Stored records
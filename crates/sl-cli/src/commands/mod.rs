pub mod check;
pub mod duplicate;
pub mod list;
pub mod paste;
pub mod show;

use std::path::Path;

use glam::Vec3;
use sl_core::{
    DuplicationInfo, EditorConfig, ObjectId, RailParameters, Zone, ZoneDocument, describe_selection,
};

/// Settings shared by every command.
pub struct Context {
    pub config: EditorConfig,
    pub params: RailParameters,
}

impl Context {
    /// Read the optional config and rail defaults files.
    pub fn load(config: Option<&Path>, defaults: Option<&Path>) -> Result<Self, String> {
        let config = match config {
            Some(path) => EditorConfig::from_json(&read(path)?)
                .map_err(|e| format!("invalid config {}: {e}", path.display()))?,
            None => EditorConfig::default(),
        };
        let params = match defaults {
            Some(path) => RailParameters::from_json(&read(path)?)
                .map_err(|e| format!("invalid rail defaults {}: {e}", path.display()))?,
            None => RailParameters::new(),
        };
        log::debug!("{} rail classes with point defaults", params.class_names().len());
        Ok(Self { config, params })
    }

    /// Decode a zone document and resolve its links.
    fn load_zone(&self, path: &Path) -> Result<Zone, String> {
        ZoneDocument::from_json(&read(path)?)
            .and_then(|doc| doc.into_zone(&self.config))
            .map_err(|e| format!("{}: {e}", path.display()))
    }

    /// Encode a zone and write it to `path`.
    fn save_zone(&self, zone: &Zone, path: &Path) -> Result<(), String> {
        let json = ZoneDocument::from_zone(zone, &self.config)
            .and_then(|doc| doc.to_json_pretty())
            .map_err(|e| format!("cannot encode zone \"{}\": {e}", zone.name))?;
        std::fs::write(path, json).map_err(|e| format!("cannot write to {}: {e}", path.display()))
    }
}

fn read(path: &Path) -> Result<String, String> {
    std::fs::read_to_string(path).map_err(|e| format!("cannot read {}: {e}", path.display()))
}

fn parse_ids(ids: &[String]) -> Vec<ObjectId> {
    ids.iter().map(|id| ObjectId::from(id.as_str())).collect()
}

/// Apply `RAIL:I,J,...` point selections. Listed rails join the selection.
fn select_rail_points(
    zone: &mut Zone,
    specs: &[String],
    selection: &mut Vec<ObjectId>,
) -> Result<(), String> {
    for spec in specs {
        let (rail_id, indices) = spec
            .split_once(':')
            .ok_or_else(|| format!("invalid point selection \"{spec}\", expected RAIL:I,J"))?;
        let indices = indices
            .split(',')
            .map(|i| {
                i.trim()
                    .parse::<usize>()
                    .map_err(|_| format!("invalid point index \"{i}\" in \"{spec}\""))
            })
            .collect::<Result<Vec<_>, _>>()?;

        let rail_id = ObjectId::from(rail_id);
        let zone_name = zone.name.clone();
        let rail = zone
            .rail_mut(&rail_id)
            .ok_or_else(|| format!("no rail \"{rail_id}\" in zone \"{zone_name}\""))?;
        if let Some(bad) = indices.iter().find(|&&i| i >= rail.points.len()) {
            return Err(format!(
                "rail \"{rail_id}\" has {} points, no point {bad}",
                rail.points.len()
            ));
        }
        rail.select_points(&indices);
        if !selection.contains(&rail_id) {
            selection.push(rail_id);
        }
    }
    Ok(())
}

fn parse_vec3(value: &str, what: &str) -> Result<Vec3, String> {
    let parts = value
        .split(',')
        .map(|p| p.trim().parse::<f32>())
        .collect::<Result<Vec<_>, _>>()
        .map_err(|_| format!("invalid {what} \"{value}\", expected X,Y,Z"))?;
    match parts[..] {
        [x, y, z] => Ok(Vec3::new(x, y, z)),
        _ => Err(format!("invalid {what} \"{value}\", expected X,Y,Z")),
    }
}

/// Class names of the originals that produced a copy, as a status line.
fn summary(originals: &Zone, info: &DuplicationInfo) -> String {
    let names: Vec<&str> = info
        .iter()
        .filter_map(|(original, _)| originals.get(original))
        .map(|o| o.class_name())
        .collect();
    describe_selection(&names)
}
use std::collections::HashMap;

use serde::{Deserialize, Serialize};

use crate::error::SlResult;
use crate::value::Properties;

/// Source of per-class default properties.
pub trait ParameterDatabase {
    /// Default properties for points of rails with class `class_name`.
    fn point_defaults(&self, class_name: &str) -> Option<&Properties>;
}

/// A database that knows no classes. Every lookup misses.
#[derive(Debug, Clone, Copy, Default)]
pub struct NoDefaults;

impl ParameterDatabase for NoDefaults {
    fn point_defaults(&self, _class_name: &str) -> Option<&Properties> {
        None
    }
}

/// Rail point defaults held in memory, keyed by rail class name.
#[derive(Debug, Clone, Default, PartialEq, Serialize, Deserialize)]
#[serde(transparent)]
pub struct RailParameters {
    point_properties: HashMap<String, Properties>,
}

impl RailParameters {
    /// An empty database.
    pub fn new() -> Self {
        Self::default()
    }

    /// Parse a JSON object mapping class names to default point properties.
    pub fn from_json(json: &str) -> SlResult<Self> {
        Ok(serde_json::from_str(json)?)
    }

    /// Register the default point properties for a rail class.
    pub fn insert(&mut self, class_name: impl Into<String>, defaults: Properties) {
        self.point_properties.insert(class_name.into(), defaults);
    }

    /// Builder form of [`RailParameters::insert`].
    pub fn with_class(mut self, class_name: impl Into<String>, defaults: Properties) -> Self {
        self.insert(class_name, defaults);
        self
    }

    /// Registered class names, sorted.
    pub fn class_names(&self) -> Vec<&str> {
        let mut names: Vec<&str> = self.point_properties.keys().map(String::as_str).collect();
        names.sort_unstable();
        names
    }
}

impl ParameterDatabase for RailParameters {
    fn point_defaults(&self, class_name: &str) -> Option<&Properties> {
        self.point_properties.get(class_name)
    }
}
use crate::config::DuplicationPolicy;
use crate::duplicate::{DuplicationInfo, deselect_rail_points, insert_duplicates, snapshot};
use crate::error::SlResult;
use crate::geometry::ZoneTransform;
use crate::object::{ObjectId, WorldObject};
use crate::param_db::ParameterDatabase;
use crate::zone::Zone;

/// Objects copied out of a zone, waiting to be pasted.
///
/// The snapshot is taken at copy time: later edits to the source zone do not
/// change what gets pasted.
#[derive(Debug, Clone, Default)]
pub struct Clipboard {
    source_zone: Option<String>,
    objects: Vec<WorldObject>,
}

impl Clipboard {
    /// An empty clipboard.
    pub fn new() -> Self {
        Self::default()
    }

    /// Snapshot the selected objects of `zone`.
    ///
    /// Rails are copied together with their current point selection; only the
    /// selected points will be pasted.
    pub fn copy(zone: &Zone, selection: &[ObjectId]) -> SlResult<Self> {
        Ok(Self {
            source_zone: Some(zone.name.clone()),
            objects: snapshot(zone, selection)?,
        })
    }

    /// Name of the zone the snapshot was taken from.
    pub fn source_zone(&self) -> Option<&str> {
        self.source_zone.as_deref()
    }

    /// The copied objects.
    pub fn objects(&self) -> &[WorldObject] {
        &self.objects
    }

    /// Number of copied objects.
    pub fn len(&self) -> usize {
        self.objects.len()
    }

    /// Whether nothing has been copied.
    pub fn is_empty(&self) -> bool {
        self.objects.is_empty()
    }

    /// Paste the snapshot into `dest`, moved through `transform` if given.
    ///
    /// Pasting back into the source zone rewrites links exactly like a
    /// duplication; pasting into any other zone only links copies to copies.
    pub fn paste(
        &self,
        dest: &mut Zone,
        transform: Option<&ZoneTransform>,
        policy: &DuplicationPolicy,
        db: &dyn ParameterDatabase,
    ) -> SlResult<DuplicationInfo> {
        if self.objects.is_empty() {
            return Ok(DuplicationInfo::new());
        }

        let info = if self.source_zone.as_deref() == Some(dest.name.as_str()) {
            DuplicationInfo::new()
        } else {
            DuplicationInfo::across_zones()
        };
        let info = insert_duplicates(&self.objects, dest, transform, info, policy, db)?;
        log::debug!(
            "pasted {} objects into zone \"{}\"{}",
            info.len(),
            dest.name,
            if info.is_cross_zone() { " from another zone" } else { "" }
        );
        Ok(info)
    }
}

/// Copy the selected objects of `source` and paste them into `dest`.
///
/// The copies are moved through `transform`, which should map `source`
/// coordinates into `dest` coordinates (see [`ZoneTransform::between`]).
/// Links are rewritten as [`Clipboard::paste`] does, so a `dest` carrying
/// the source zone's name is treated as the source zone.
pub fn duplicate_into(
    source: &mut Zone,
    dest: &mut Zone,
    selection: &[ObjectId],
    transform: Option<&ZoneTransform>,
    policy: &DuplicationPolicy,
    db: &dyn ParameterDatabase,
) -> SlResult<DuplicationInfo> {
    let info = Clipboard::copy(source, selection)?.paste(dest, transform, policy, db)?;
    deselect_rail_points(source, selection);
    Ok(info)
}

#[cfg(test)]
mod tests {
    use approx::assert_abs_diff_eq;
    use glam::Vec3;

    use super::*;
    use crate::object::GeneralObject;
    use crate::param_db::NoDefaults;
    use crate::rail::{Rail, RailPoint};
    use crate::value::Properties;

    fn id(s: &str) -> ObjectId {
        ObjectId::from(s)
    }

    fn source_zone() -> Zone {
        let mut zone = Zone::new("SourceZone");
        let mut a = GeneralObject::new("obj0", "A").with_position(Vec3::new(1.0, 0.0, 0.0));
        a.add_link("Target", id("obj1"));
        a.add_link("Far", id("obj2"));
        zone.insert(a).unwrap();
        zone.insert(GeneralObject::new("obj1", "B")).unwrap();
        zone.insert(GeneralObject::new("obj2", "C")).unwrap();
        zone.update_link_destinations();
        zone
    }

    fn allow() -> DuplicationPolicy {
        DuplicationPolicy::default().with_links_to_originals(true)
    }

    #[test]
    fn paste_into_same_zone_behaves_like_duplicate() {
        let mut zone = source_zone();
        let clipboard = Clipboard::copy(&zone, &[id("obj0")]).unwrap();
        assert_eq!(clipboard.source_zone(), Some("SourceZone"));

        let info = clipboard.paste(&mut zone, None, &allow(), &NoDefaults).unwrap();
        assert!(!info.is_cross_zone());
        let copy = zone.general(info.duplicate_of(&id("obj0")).unwrap()).unwrap();
        assert_eq!(copy.links["Target"], [id("obj1")]);
        assert_eq!(copy.links["Far"], [id("obj2")]);
    }

    #[test]
    fn paste_into_other_zone_links_only_copies() {
        let source = source_zone();
        let clipboard = Clipboard::copy(&source, &[id("obj0"), id("obj1")]).unwrap();

        let mut dest = Zone::new("DestZone");
        dest.insert(GeneralObject::new("obj0", "Unrelated")).unwrap();
        let mut local = GeneralObject::new("obj1", "Local");
        local.add_link("Target", id("obj0"));
        dest.insert(local).unwrap();

        let t = ZoneTransform::from_placement(Vec3::new(0.0, 0.0, 10.0), Vec3::ZERO);
        let info = clipboard.paste(&mut dest, Some(&t), &allow(), &NoDefaults).unwrap();
        assert!(info.is_cross_zone());
        assert_eq!(dest.len(), 4);

        let a_copy = info.duplicate_of(&id("obj0")).unwrap();
        let b_copy = info.duplicate_of(&id("obj1")).unwrap();
        let a = dest.general(a_copy).unwrap();
        assert_eq!(a.links["Target"], [b_copy.clone()]);
        assert!(a.links["Far"].is_empty());
        assert_abs_diff_eq!(a.position, Vec3::new(1.0, 0.0, 10.0), epsilon = 1e-5);

        // The destination's own obj1 is not an original of this batch.
        assert_eq!(dest.general(&id("obj1")).unwrap().links["Target"], [id("obj0")]);
        assert!(dest.validate_links().is_ok());
    }

    #[test]
    fn snapshot_is_independent_of_later_edits() {
        let mut zone = source_zone();
        let clipboard = Clipboard::copy(&zone, &[id("obj2")]).unwrap();
        zone.general_mut(&id("obj2")).unwrap().class_name = "Renamed".into();
        assert_eq!(clipboard.objects()[0].class_name(), "C");
    }

    #[test]
    fn empty_clipboard_pastes_nothing() {
        let mut zone = source_zone();
        let info = Clipboard::new()
            .paste(&mut zone, None, &allow(), &NoDefaults)
            .unwrap();
        assert!(info.is_empty());
        assert_eq!(zone.len(), 3);
    }

    #[test]
    fn duplicate_into_zone_of_same_name_fans_out_originals() {
        let mut zone = Zone::new("Shared");
        let mut a = GeneralObject::new("obj0", "A");
        a.add_link("Target", id("obj1"));
        zone.insert(a).unwrap();
        zone.insert(GeneralObject::new("obj1", "B")).unwrap();
        zone.update_link_destinations();
        let mut dest = zone.clone();

        let info = duplicate_into(&mut zone, &mut dest, &[id("obj1")], None, &allow(), &NoDefaults)
            .unwrap();
        assert!(!info.is_cross_zone());
        let copy = info.duplicate_of(&id("obj1")).unwrap();
        assert_eq!(copy, &id("obj2"));
        assert_eq!(dest.general(&id("obj0")).unwrap().links["Target"], [id("obj1"), id("obj2")]);
        assert_eq!(zone.general(&id("obj0")).unwrap().links["Target"], [id("obj1")]);
    }

    #[test]
    fn duplicate_into_other_zone_leaves_originals_alone() {
        let mut source = source_zone();
        let mut dest = source_zone();
        dest.name = "DestZone".into();

        let info = duplicate_into(&mut source, &mut dest, &[id("obj1")], None, &allow(), &NoDefaults)
            .unwrap();
        assert!(info.is_cross_zone());
        assert_eq!(dest.general(&id("obj0")).unwrap().links["Target"], [id("obj1")]);
    }

    #[test]
    fn duplicate_into_moves_rail_and_clears_selection() {
        let mut source = Zone::new("Source");
        let points = vec![RailPoint::at(Vec3::ZERO), RailPoint::at(Vec3::X)];
        let rail =
            Rail::new(points, "rail0", "Rail", false, false, Properties::new(), &NoDefaults).unwrap();
        source.insert(rail).unwrap();
        source.rail_mut(&id("rail0")).unwrap().select_points(&[1]);

        let mut dest = Zone::new("Dest");
        let t = ZoneTransform::between(
            &ZoneTransform::from_placement(Vec3::new(5.0, 0.0, 0.0), Vec3::ZERO),
            &ZoneTransform::IDENTITY,
        );
        let info =
            duplicate_into(&mut source, &mut dest, &[id("rail0")], Some(&t), &allow(), &NoDefaults)
                .unwrap();

        let copy = dest.rail(info.duplicate_of(&id("rail0")).unwrap()).unwrap();
        assert_eq!(copy.points.len(), 1);
        assert_abs_diff_eq!(copy.points[0].position, Vec3::new(6.0, 0.0, 0.0), epsilon = 1e-5);
        assert_eq!(source.rail(&id("rail0")).unwrap().selected_count(), 0);
    }
}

§ Task description:
Please transcribe the data above without changes, from its first line to its "pub struct Context" line, and leave out anything past that.

§ Final answer:
filename crates/sl-cli/src/commands/mod.rs
pub mod check;
pub mod duplicate;
pub mod list;
pub mod paste;
pub mod show;

use std::path::Path;

use glam::Vec3;
use sl_core::{
    DuplicationInfo, EditorConfig, ObjectId, RailParameters, Zone, ZoneDocument, describe_selection,
};

/// Settings shared by every command.
pub struct Context {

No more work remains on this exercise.